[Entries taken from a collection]
* * * * * * * * *
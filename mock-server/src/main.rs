use tokio::net::TcpListener;

use mock_server::Script;

#[tokio::main]
async fn main() -> Result<(), std::io::Error> {
    let port = std::env::var("PORT").unwrap_or_else(|_| "3000".to_string());
    let addr = format!("127.0.0.1:{port}");
    let listener = TcpListener::bind(&addr).await?;
    println!("listening on {addr}");

    // Close-framed on purpose: no Content-Length, the close ends the body.
    let script = Script::response(
        "HTTP/1.0 200 OK",
        &[("Content-Type", "text/plain")],
        b"hello from mock-server\n",
    );
    mock_server::run(listener, script, None).await
}
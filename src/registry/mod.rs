/// Registry Client Layer
///
/// Transport abstraction over the remote service's list/create/update operations.
/// Each operation is exactly one round trip and either returns parsed records or a
/// classified error; nothing here retries.

// HTTP client for the n8n public API
pub mod client;

// In-process registry with call accounting
pub mod memory;

use crate::error::Result;
use crate::workflow::{RemoteWorkflowRecord, WorkflowDefinition, WorkflowId};
use async_trait::async_trait;

pub use client::HttpRegistryClient;
pub use memory::{CallCounts, InMemoryRegistry};

/// Remote workflow registry operations used by the upsert orchestrator
#[async_trait]
pub trait WorkflowRegistry: Send + Sync {
    /// Every workflow the service returns, in service order
    async fn list(&self) -> Result<Vec<RemoteWorkflowRecord>>;

    /// Store `definition` as a new workflow; the service assigns the id
    async fn create(&self, definition: &WorkflowDefinition) -> Result<RemoteWorkflowRecord>;

    /// Replace the workflow `id` in place with `definition`
    async fn update(&self, id: &WorkflowId, definition: &WorkflowDefinition) -> Result<RemoteWorkflowRecord>;
}

#[async_trait]
impl<R: WorkflowRegistry + ?Sized> WorkflowRegistry for std::sync::Arc<R> {
    async fn list(&self) -> Result<Vec<RemoteWorkflowRecord>> {
        (**self).list().await
    }

    async fn create(&self, definition: &WorkflowDefinition) -> Result<RemoteWorkflowRecord> {
        (**self).create(definition).await
    }

    async fn update(&self, id: &WorkflowId, definition: &WorkflowDefinition) -> Result<RemoteWorkflowRecord> {
        (**self).update(id, definition).await
    }
}
//! Fake n8n public API for integration tests
//!
//! Serves GET/POST /api/v1/workflows and PATCH /api/v1/workflows/{id} on an
//! ephemeral loopback port and records every request it receives.

#![allow(dead_code)]

use axum::{
    body::Bytes,
    extract::{Path, State},
    http::{HeaderMap, StatusCode},
    response::{IntoResponse, Json, Response},
    routing::{get, patch},
    Router,
};
use flowsync::config::{CliArgs, Config, DEFAULT_WEBHOOK_URL, DEFAULT_WORKFLOW_NAME};
use serde_json::{json, Value};
use std::sync::{Arc, Mutex};
use tokio::net::TcpListener;

pub const API_KEY: &str = "test-api-key";

/// One request as seen by the fake service
#[derive(Debug, Clone)]
pub struct RecordedRequest {
    pub method: String,
    pub path: String,
    pub api_key: Option<String>,
    pub content_type: Option<String>,
    pub body: Value,
}

#[derive(Debug, Default)]
struct FakeState {
    workflows: Vec<Value>,
    requests: Vec<RecordedRequest>,
    next_id: u64,
    list_failure: Option<(u16, String)>,
    next_cursor: Option<String>,
}

type Shared = Arc<Mutex<FakeState>>;

/// Running fake service
pub struct FakeN8n {
    pub host: String,
    state: Shared,
}

impl FakeN8n {
    /// Start with the given workflows already stored, in list order
    pub async fn start(workflows: Vec<Value>) -> Self {
        Self::spawn(FakeState {
            workflows,
            ..FakeState::default()
        })
        .await
    }

    /// Start with `workflows` as the first page of a longer listing, advertising `cursor`
    pub async fn with_next_cursor(workflows: Vec<Value>, cursor: &str) -> Self {
        Self::spawn(FakeState {
            workflows,
            next_cursor: Some(cursor.to_string()),
            ..FakeState::default()
        })
        .await
    }

    /// Start a service whose list endpoint always answers `status` with `body`
    pub async fn with_failing_list(status: u16, body: &str) -> Self {
        Self::spawn(FakeState {
            list_failure: Some((status, body.to_string())),
            ..FakeState::default()
        })
        .await
    }

    async fn spawn(initial: FakeState) -> Self {
        let state: Shared = Arc::new(Mutex::new(initial));
        let app = Router::new()
            .route("/api/v1/workflows", get(list_workflows).post(create_workflow))
            .route("/api/v1/workflows/{id}", patch(update_workflow))
            .with_state(Arc::clone(&state));

        let listener = TcpListener::bind("127.0.0.1:0").await.unwrap();
        let addr = listener.local_addr().unwrap();
        tokio::spawn(async move {
            axum::serve(listener, app).await.unwrap();
        });

        Self {
            host: format!("http://{}", addr),
            state,
        }
    }

    pub fn requests(&self) -> Vec<RecordedRequest> {
        self.state.lock().unwrap().requests.clone()
    }

    pub fn workflows(&self) -> Vec<Value> {
        self.state.lock().unwrap().workflows.clone()
    }

    pub fn args(&self) -> CliArgs {
        CliArgs {
            host: format!("{}/", self.host),
            api_key: Some(API_KEY.to_string()),
            name: DEFAULT_WORKFLOW_NAME.to_string(),
            webhook: DEFAULT_WEBHOOK_URL.to_string(),
            verbose: false,
        }
    }

    pub fn config(&self) -> Config {
        Config::from_args(self.args()).unwrap()
    }
}

fn record(state: &mut FakeState, method: &str, path: String, headers: &HeaderMap, body: &Bytes) {
    let header = |name: &str| {
        headers
            .get(name)
            .and_then(|value| value.to_str().ok())
            .map(str::to_string)
    };
    state.requests.push(RecordedRequest {
        method: method.to_string(),
        path,
        api_key: header("x-n8n-api-key"),
        content_type: header("content-type"),
        body: serde_json::from_slice(body).unwrap_or(Value::Null),
    });
}

fn authorized(headers: &HeaderMap) -> bool {
    headers.get("x-n8n-api-key").and_then(|v| v.to_str().ok()) == Some(API_KEY)
}

fn unauthorized() -> Response {
    (StatusCode::UNAUTHORIZED, Json(json!({ "message": "unauthorized" }))).into_response()
}

async fn list_workflows(State(state): State<Shared>, headers: HeaderMap) -> Response {
    let mut state = state.lock().unwrap();
    record(&mut state, "GET", "/api/v1/workflows".to_string(), &headers, &Bytes::new());

    if !authorized(&headers) {
        return unauthorized();
    }
    if let Some((status, body)) = &state.list_failure {
        return (StatusCode::from_u16(*status).unwrap(), body.clone()).into_response();
    }

    Json(json!({ "data": state.workflows, "nextCursor": state.next_cursor })).into_response()
}

async fn create_workflow(State(state): State<Shared>, headers: HeaderMap, body: Bytes) -> Response {
    let mut state = state.lock().unwrap();
    record(&mut state, "POST", "/api/v1/workflows".to_string(), &headers, &body);

    if !authorized(&headers) {
        return unauthorized();
    }
    let Ok(mut workflow) = serde_json::from_slice::<Value>(&body) else {
        return (StatusCode::BAD_REQUEST, Json(json!({ "message": "invalid json" }))).into_response();
    };

    state.next_id += 1;
    workflow["id"] = json!(format!("wf-{}", state.next_id));
    workflow["createdAt"] = json!("2025-01-01T00:00:00.000Z");
    workflow["updatedAt"] = json!("2025-01-01T00:00:00.000Z");
    state.workflows.push(workflow.clone());

    Json(workflow).into_response()
}

async fn update_workflow(
    State(state): State<Shared>,
    Path(id): Path<String>,
    headers: HeaderMap,
    body: Bytes,
) -> Response {
    let mut state = state.lock().unwrap();
    record(&mut state, "PATCH", format!("/api/v1/workflows/{}", id), &headers, &body);

    if !authorized(&headers) {
        return unauthorized();
    }
    let Ok(mut workflow) = serde_json::from_slice::<Value>(&body) else {
        return (StatusCode::BAD_REQUEST, Json(json!({ "message": "invalid json" }))).into_response();
    };

    let Some(position) = state
        .workflows
        .iter()
        .position(|stored| stored["id"].to_string().trim_matches('"') == id)
    else {
        return (StatusCode::NOT_FOUND, Json(json!({ "message": "Not Found" }))).into_response();
    };

    workflow["id"] = state.workflows[position]["id"].clone();
    workflow["updatedAt"] = json!("2025-01-02T00:00:00.000Z");
    state.workflows[position] = workflow.clone();

    Json(workflow).into_response()
}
* * * * * * * * *
→ TO DO:
Identify each line in the records above that contains the word "impl", and copy it out in full.

→ EXERCISE RESULT:
impl<R: WorkflowRegistry + ?Sized> WorkflowRegistry for std::sync::Arc<R> {
impl FakeN8n {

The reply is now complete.